Noi viviamo ancora uno sport poco “ecologico” perché è stato informato da una cultura che non era minimamente attenta all’ecologia. Così come non c’era nulla di ecologico nella corsa agli armamenti non c’era nulla di ecologico nemmeno nella strutturazione di uno sport che aveva grande attenzione per i risultati dei campioni e quasi nulla per i risultati degli atleti di medio livello.

Continuando in questa fantasia ecologista io sostengo che lo sport spettacolo non sia ecologico perché ha prodotto una cultura dello scarto. Nello sport spettacolo molti fanno sport perché bisogna a tutti i costi produrre il campione ma poi, una volta selezionato il campione, bisogna concentrarsi su quello, sperare che tenga in alto i colori della bandiera nazionale e fermarsi tutti a guardarlo per televisione.

In uno sport cosiddetto “ecologico” tale necessità non esiste, tanti complimenti a chi vince, se vince bene altrimenti amen, l’importante per la nazione è che tutti facciano sport e si mantengano in salute e se si ha il tempo per guardare in televisione il grande campione bene altrimenti è comunque importante che nessuno rinunci al proprio sport e non conta che i grandi campioni abbiano un numero smisurato di spettatori.

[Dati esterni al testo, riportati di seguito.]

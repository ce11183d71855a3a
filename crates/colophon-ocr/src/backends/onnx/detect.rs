//! Differentiable-binarisation post-processing for the text detector.

use image::imageops::{self, FilterType};
use image::{GrayImage, Luma, RgbImage};
use imageproc::contours::{BorderType, find_contours};
use imageproc::point::Point;
use ndarray::Array4;

use crate::{OcrError, TextBounds};

const DET_MEAN: [f32; 3] = [0.485, 0.456, 0.406];
const DET_STD: [f32; 3] = [0.229, 0.224, 0.225];
const SIZE_MULTIPLE: f32 = 32.0;
const MAX_CANDIDATES: usize = 1000;
const MIN_BOX_SIDE: f32 = 3.0;
const ROW_TOLERANCE: f32 = 10.0;

#[derive(Debug, Clone, Copy)]
pub(super) struct DetectionParams {
    pub thresh: f32,
    pub box_thresh: f32,
    pub unclip_ratio: f32,
}

/// Detector input size: the longest side capped at `limit_side_len`, both
/// sides rounded to a multiple of 32.
pub(super) fn detection_size(width: u32, height: u32, limit_side_len: u32) -> (u32, u32) {
    let longest = width.max(height).max(1) as f32;
    let limit = limit_side_len as f32;
    let ratio = if longest > limit { limit / longest } else { 1.0 };
    let round = |side: u32| {
        let scaled = side as f32 * ratio;
        (((scaled / SIZE_MULTIPLE).round() * SIZE_MULTIPLE) as u32).max(SIZE_MULTIPLE as u32)
    };
    (round(width), round(height))
}

pub(super) fn detection_tensor(
    image: &RgbImage,
    limit_side_len: u32,
) -> Result<Array4<f32>, OcrError> {
    let (width, height) = detection_size(image.width(), image.height(), limit_side_len);
    let resized = imageops::resize(image, width, height, FilterType::Triangle);

    let plane = (width * height) as usize;
    let mut data = vec![0.0f32; plane * 3];
    for (x, y, pixel) in resized.enumerate_pixels() {
        let offset = y as usize * width as usize + x as usize;
        for channel in 0..3 {
            let value = pixel[2 - channel] as f32 / 255.0;
            data[channel * plane + offset] = (value - DET_MEAN[channel]) / DET_STD[channel];
        }
    }

    Array4::from_shape_vec((1, 3, height as usize, width as usize), data)
        .map_err(|err| OcrError::backend(format!("failed to build detector tensor: {err}")))
}

/// Height and width of a probability map shaped `[.., H, W]`.
pub(super) fn map_dims(shape: &[usize], len: usize) -> Result<(usize, usize), OcrError> {
    let [.., height, width] = shape else {
        return Err(OcrError::backend(format!(
            "unexpected detector output shape {shape:?}"
        )));
    };
    if *height == 0 || *width == 0 || height * width > len {
        return Err(OcrError::backend(format!(
            "detector output shape {shape:?} does not match {len} values"
        )));
    }
    Ok((*height, *width))
}

/// Turns a probability map into axis-aligned regions in source image pixels,
/// sorted in reading order.
pub(super) fn boxes_from_map(
    probabilities: &[f32],
    map_w: usize,
    map_h: usize,
    source: (u32, u32),
    params: DetectionParams,
) -> Vec<TextBounds> {
    let mut bitmap = GrayImage::new(map_w as u32, map_h as u32);
    for (index, value) in probabilities.iter().take(map_w * map_h).enumerate() {
        if *value > params.thresh {
            bitmap.put_pixel((index % map_w) as u32, (index / map_w) as u32, Luma([255]));
        }
    }

    let (src_w, src_h) = (source.0 as f32, source.1 as f32);
    let scale_x = src_w / map_w as f32;
    let scale_y = src_h / map_h as f32;

    let mut regions = Vec::new();
    let contours = find_contours::<u32>(&bitmap)
        .into_iter()
        .filter(|contour| matches!(contour.border_type, BorderType::Outer))
        .take(MAX_CANDIDATES);
    for contour in contours {
        let Some((min_x, min_y, max_x, max_y)) = extent(&contour.points) else {
            continue;
        };
        let width = (max_x - min_x + 1) as f32;
        let height = (max_y - min_y + 1) as f32;
        if width.min(height) < MIN_BOX_SIDE {
            continue;
        }
        let score = mean_score(probabilities, map_w, (min_x, min_y, max_x, max_y));
        if score < params.box_thresh {
            continue;
        }

        let distance = width * height * params.unclip_ratio / (2.0 * (width + height));
        let left = (min_x as f32 - distance) * scale_x;
        let top = (min_y as f32 - distance) * scale_y;
        let right = (max_x as f32 + 1.0 + distance) * scale_x;
        let bottom = (max_y as f32 + 1.0 + distance) * scale_y;
        let (left, right) = (left.clamp(0.0, src_w), right.clamp(0.0, src_w));
        let (top, bottom) = (top.clamp(0.0, src_h), bottom.clamp(0.0, src_h));
        if right - left < MIN_BOX_SIDE || bottom - top < MIN_BOX_SIDE {
            continue;
        }
        regions.push(TextBounds::new(left, top, right - left, bottom - top));
    }

    sort_regions(&mut regions);
    regions
}

/// Top to bottom, then left to right among boxes whose tops lie within
/// the row tolerance of each other.
pub(super) fn sort_regions(regions: &mut [TextBounds]) {
    regions.sort_by(|a, b| a.y.total_cmp(&b.y).then(a.x.total_cmp(&b.x)));
    for i in 0..regions.len().saturating_sub(1) {
        for j in (0..=i).rev() {
            let same_row = (regions[j + 1].y - regions[j].y).abs() < ROW_TOLERANCE;
            if same_row && regions[j + 1].x < regions[j].x {
                regions.swap(j, j + 1);
            } else {
                break;
            }
        }
    }
}

fn extent(points: &[Point<u32>]) -> Option<(u32, u32, u32, u32)> {
    let first = points.first()?;
    Some(points.iter().fold(
        (first.x, first.y, first.x, first.y),
        |(min_x, min_y, max_x, max_y), point| {
            (
                min_x.min(point.x),
                min_y.min(point.y),
                max_x.max(point.x),
                max_y.max(point.y),
            )
        },
    ))
}

fn mean_score(probabilities: &[f32], map_w: usize, bounds: (u32, u32, u32, u32)) -> f32 {
    let (min_x, min_y, max_x, max_y) = bounds;
    let mut sum = 0.0f32;
    let mut count = 0usize;
    for y in min_y..=max_y {
        for x in min_x..=max_x {
            if let Some(value) = probabilities.get(y as usize * map_w + x as usize) {
                sum += value;
                count += 1;
            }
        }
    }
    if count == 0 { 0.0 } else { sum / count as f32 }
}

#[cfg(test)]
mod tests {
    use super::*;

    const PARAMS: DetectionParams = DetectionParams {
        thresh: 0.3,
        box_thresh: 0.6,
        unclip_ratio: 1.5,
    };

    fn map_with_blocks(map_w: usize, map_h: usize, blocks: &[(usize, usize, usize, usize)]) -> Vec<f32> {
        let mut map = vec![0.0f32; map_w * map_h];
        for &(x0, y0, x1, y1) in blocks {
            for y in y0..y1 {
                for x in x0..x1 {
                    map[y * map_w + x] = 0.9;
                }
            }
        }
        map
    }

    #[test]
    fn detection_size_rounds_to_multiples_of_32() {
        assert_eq!(detection_size(1000, 500, 960), (960, 480));
        assert_eq!(detection_size(100, 50, 960), (96, 64));
        assert_eq!(detection_size(10, 10, 960), (32, 32));
    }

    #[test]
    fn detection_tensor_matches_rounded_size() {
        let image = RgbImage::new(100, 50);
        let tensor = detection_tensor(&image, 960).unwrap();
        assert_eq!(tensor.shape(), &[1, 3, 64, 96]);
    }

    #[test]
    fn map_dims_reads_trailing_axes() {
        assert_eq!(map_dims(&[1, 1, 64, 96], 64 * 96).unwrap(), (64, 96));
        assert!(map_dims(&[96], 96).is_err());
        assert!(map_dims(&[1, 1, 64, 96], 10).is_err());
    }

    #[test]
    fn blocks_become_reading_ordered_regions() {
        let map = map_with_blocks(64, 64, &[(40, 5, 60, 15), (4, 6, 30, 16), (4, 40, 50, 50)]);
        let regions = boxes_from_map(&map, 64, 64, (128, 128), PARAMS);
        assert_eq!(regions.len(), 3);
        assert!(regions[0].x < regions[1].x);
        assert!(regions[1].y < regions[2].y);
        for region in &regions {
            assert!(region.right() <= 128.0 && region.bottom() <= 128.0);
        }
    }

    #[test]
    fn low_scores_and_slivers_are_dropped() {
        let mut map = map_with_blocks(32, 32, &[(2, 2, 30, 4)]);
        map[20 * 32 + 20] = 0.9;
        let regions = boxes_from_map(&map, 32, 32, (32, 32), PARAMS);
        assert!(regions.is_empty());

        let faint = vec![0.4f32; 32 * 32];
        let regions = boxes_from_map(&faint, 32, 32, (32, 32), PARAMS);
        assert!(regions.is_empty());
    }

    #[test]
    fn sort_groups_boxes_on_the_same_row() {
        let mut regions = vec![
            TextBounds::new(200.0, 10.0, 50.0, 20.0),
            TextBounds::new(10.0, 15.0, 50.0, 20.0),
            TextBounds::new(5.0, 100.0, 50.0, 20.0),
        ];
        sort_regions(&mut regions);
        let xs: Vec<f32> = regions.iter().map(|region| region.x).collect();
        assert_eq!(xs, vec![10.0, 200.0, 5.0]);
    }
}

In sintesi in uno sport “ecologico” non vi sono scarti perché tutti sono protagonisti, tutti sono ugualmente importanti in una lotta che non è di propaganda politica ma di miglioramento della salute dell’intera popolazione. Per tale atteggiamento sono stato definito fascista perché mi si fa rilevare che fino ad ora l’unica cultura che ha considerato l’attività fisica in questo modo è stata quella fascista. Bene, allora per quanto riguarda questo aspetto posso essere considerato fascista, io non mi sono mai considerato fascista né comunista e penso che come l’ecologia non sia né di destra né di sinistra anche una cultura dello sport per tutti non possa essere considerata né fascista né comunista.

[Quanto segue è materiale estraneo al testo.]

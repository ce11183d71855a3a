#[cfg(feature = "engine-onnx")]
pub mod onnx;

E’ chiaro che quando propagando una cultura dello sport per tutti non alludo ad un sistema coercitivo di diffusione della pratica sportiva e quando mi lamento che a scuola lo sport pesa troppo poco non voglio affermare che sarebbe giusto bocciare qualche ragazzo che non si impegna nello sport ma semplicemente suggerire che potrebbe essere sensato aiutare un ragazzo che si applica molto nello sport e magari proprio per questo è un po’ disastroso come rendimento scolastico generale. Sport visto come opzione, come possibilità di integrazione e non come coercizione e fonte di nuovi problemi che la scuola riesce ad offrire in grande quantità ai nostri giovani.

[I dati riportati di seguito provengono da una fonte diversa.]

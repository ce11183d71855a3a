use std::mem;
use std::path::PathBuf;
use std::sync::Arc;

use colophon_app::shell::{
    self, Dialog, DialogLevel, Effect, RECOGNIZE_LABEL, RESULT_LABEL, ShellState, Transition,
    UPLOAD_LABEL, WINDOW_TITLE,
};
use colophon_ocr::OcrEngine;
use gpui::prelude::*;
use gpui::*;
use tracing::warn;

use crate::gui::components::action_button;
use crate::gui::theme::AppTheme;

const IMAGE_PANE_MIN: f32 = 600.0;
const PICKER_PROMPT: &str = "选择图片";
const DIALOG_CONFIRM: &str = "确定";

pub struct ColophonApp {
    engine: Arc<dyn OcrEngine>,
    initial_image: Option<PathBuf>,
}

impl ColophonApp {
    pub fn new(engine: Arc<dyn OcrEngine>, initial_image: Option<PathBuf>) -> Self {
        Self {
            engine,
            initial_image,
        }
    }

    pub fn open_window(&self, cx: &mut App) -> anyhow::Result<WindowHandle<MainWindow>> {
        let bounds = Bounds::centered(None, size(px(1200.0), px(800.0)), cx);
        let engine = Arc::clone(&self.engine);
        let initial_image = self.initial_image.clone();

        cx.open_window(
            WindowOptions {
                window_bounds: Some(WindowBounds::Windowed(bounds)),
                titlebar: Some(TitlebarOptions {
                    title: Some(WINDOW_TITLE.into()),
                    ..Default::default()
                }),
                window_min_size: Some(size(
                    px(IMAGE_PANE_MIN + 300.0),
                    px(IMAGE_PANE_MIN + 100.0),
                )),
                ..Default::default()
            },
            move |window, cx| {
                cx.new(|cx| {
                    let theme = AppTheme::from_appearance(window.appearance());
                    let mut view = MainWindow::new(engine, theme);
                    if initial_image.is_some() {
                        let transition = shell::load_image(ShellState::default(), initial_image);
                        view.apply(transition, window, cx);
                    }
                    view
                })
            },
        )
    }
}

pub struct MainWindow {
    state: ShellState,
    engine: Arc<dyn OcrEngine>,
    theme: AppTheme,
    appearance_subscription: Option<Subscription>,
}

impl MainWindow {
    pub fn new(engine: Arc<dyn OcrEngine>, theme: AppTheme) -> Self {
        Self {
            state: ShellState::default(),
            engine,
            theme,
            appearance_subscription: None,
        }
    }

    fn ensure_theme_listener(&mut self, window: &mut Window, cx: &mut Context<Self>) {
        if self.appearance_subscription.is_some() {
            return;
        }
        self.appearance_subscription = Some(cx.observe_window_appearance(
            window,
            |this, window, cx| {
                this.theme = AppTheme::from_appearance(window.appearance());
                cx.notify();
            },
        ));
    }

    fn upload(&mut self, window: &mut Window, cx: &mut Context<Self>) {
        let paths = cx.prompt_for_paths(PathPromptOptions {
            files: true,
            directories: false,
            multiple: false,
            prompt: Some(PICKER_PROMPT.into()),
        });
        cx.spawn_in(window, async move |this, cx| {
            let picked = match paths.await {
                Ok(Ok(paths)) => paths.and_then(|paths| paths.into_iter().next()),
                Ok(Err(err)) => {
                    warn!(error = %err, "file prompt failed");
                    None
                }
                Err(_) => None,
            };
            this.update_in(cx, |this, window, cx| {
                let transition = shell::load_image(mem::take(&mut this.state), picked);
                this.apply(transition, window, cx);
            })
            .ok();
        })
        .detach();
    }

    fn recognize(&mut self, window: &mut Window, cx: &mut Context<Self>) {
        if !shell::can_recognize(&self.state) {
            return;
        }
        let transition = shell::recognize(mem::take(&mut self.state), self.engine.as_ref());
        self.apply(transition, window, cx);
    }

    fn apply(&mut self, transition: Transition, window: &mut Window, cx: &mut Context<Self>) {
        let Transition { state, effects } = transition;
        self.state = state;
        for effect in effects {
            match effect {
                // Image and result panes render straight from the state.
                Effect::ShowImage(_) | Effect::ShowResult(_) => {}
                Effect::Dialog(dialog) => show_dialog(&dialog, window, cx),
            }
        }
        cx.notify();
    }

    fn render_image_pane(&self) -> impl IntoElement {
        let theme = self.theme;
        let content = match &self.state.image {
            Some(path) => img(path.clone())
                .size_full()
                .object_fit(ObjectFit::Contain)
                .into_any_element(),
            None => div().into_any_element(),
        };

        div()
            .flex()
            .flex_1()
            .items_center()
            .justify_center()
            .min_w(px(IMAGE_PANE_MIN))
            .min_h(px(IMAGE_PANE_MIN))
            .overflow_hidden()
            .border_1()
            .border_color(theme.border())
            .bg(theme.surface())
            .child(content)
    }

    fn render_buttons(&self, cx: &mut Context<Self>) -> impl IntoElement {
        let upload_target = cx.entity();
        let recognize_target = cx.entity();

        div()
            .flex()
            .gap(px(8.0))
            .child(action_button(
                "upload-image",
                UPLOAD_LABEL,
                self.theme,
                true,
                move |window, cx| upload_target.update(cx, |this, cx| this.upload(window, cx)),
            ))
            .child(action_button(
                "recognize-page",
                RECOGNIZE_LABEL,
                self.theme,
                shell::can_recognize(&self.state),
                move |window, cx| {
                    recognize_target.update(cx, |this, cx| this.recognize(window, cx))
                },
            ))
    }

    fn render_result_pane(&self) -> impl IntoElement {
        let theme = self.theme;
        let lines = self
            .state
            .result
            .as_deref()
            .unwrap_or("")
            .lines()
            .map(|line| div().min_h(px(20.0)).child(SharedString::from(line.to_string())));

        div()
            .flex()
            .flex_col()
            .flex_1()
            .gap(px(6.0))
            .child(div().child(RESULT_LABEL))
            .child(
                div()
                    .id("result-text")
                    .flex_1()
                    .p(px(8.0))
                    .overflow_y_scroll()
                    .border_1()
                    .border_color(theme.border())
                    .bg(theme.surface())
                    .children(lines),
            )
    }
}

impl Render for MainWindow {
    fn render(&mut self, window: &mut Window, cx: &mut Context<Self>) -> impl IntoElement {
        self.ensure_theme_listener(window, cx);
        let theme = self.theme;

        div()
            .flex()
            .size_full()
            .gap(px(12.0))
            .p(px(12.0))
            .bg(theme.background())
            .text_color(theme.text_primary())
            .child(
                div()
                    .flex()
                    .flex_col()
                    .flex_1()
                    .gap(px(8.0))
                    .child(self.render_image_pane())
                    .child(self.render_buttons(cx)),
            )
            .child(self.render_result_pane())
    }
}

fn show_dialog(dialog: &Dialog, window: &mut Window, cx: &mut App) {
    let level = match dialog.level {
        DialogLevel::Warning => PromptLevel::Warning,
        DialogLevel::Error => PromptLevel::Critical,
    };
    let _ = window.prompt(
        level,
        dialog.title,
        Some(dialog.message.as_str()),
        &[DIALOG_CONFIRM],
        cx,
    );
}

Una società del genere dopo il Covid è difficile da immaginare se tenteremo a tutti i costi di ripristinare ciò che c’era prima ma se passa l’idea che prima molte cose non funzionavano bene e questa, per fortuna, è un’idea che hanno maturato molte persone, allora si potrebbe anche presentare uno scenario di vera attenzione all’ecologia perché i problemi dell’ecologia nonostante esistano i negazionisti non sono un’invenzione dei mass media, anzi si potrebbe anche dire che i mass media tendono pure un po’ a sottovalutarli. La consapevolezza dell’urgenza del problema ecologico è ciò che ci può far pensare ad un nuovo tipo si società. In un nuovo tipo di società, con meno squilibri sociali, con più gente che lavora ma con orari meno massacranti (“lavorare meno, lavorare tutti”, questa era proprio di stampo comunista: allora sono comunista o fascista?!?) è pure possibile far passare un concetto di sport per tutti che in uno scenario simile non è più certamente un vezzo “radical chic” (alla fine so che l’accusa che mi tengo sempre appiccicata è proprio quello di “radical chic”, allora vuol dire che andrò via con le pezze al culo per far vedere che non sono proprio “chic”).

Il problema ecologico non lo si può ignorare, come il Covid. Se vogliamo il Covid ha offuscato molto la popolarità di Greta ma temo che, una volta passato il Covid, Greta torni a far parlare molto di sé perché non era lì per far pubblicità al dentifricio. E’ chiaro che dopo un terremoto prima di ricostruire ti occupi di vedere cosa è andato giù. Io spero solo che non dicano che sono “belle e stabili” istituzioni che avevano crepe terribili  già prima del Covid.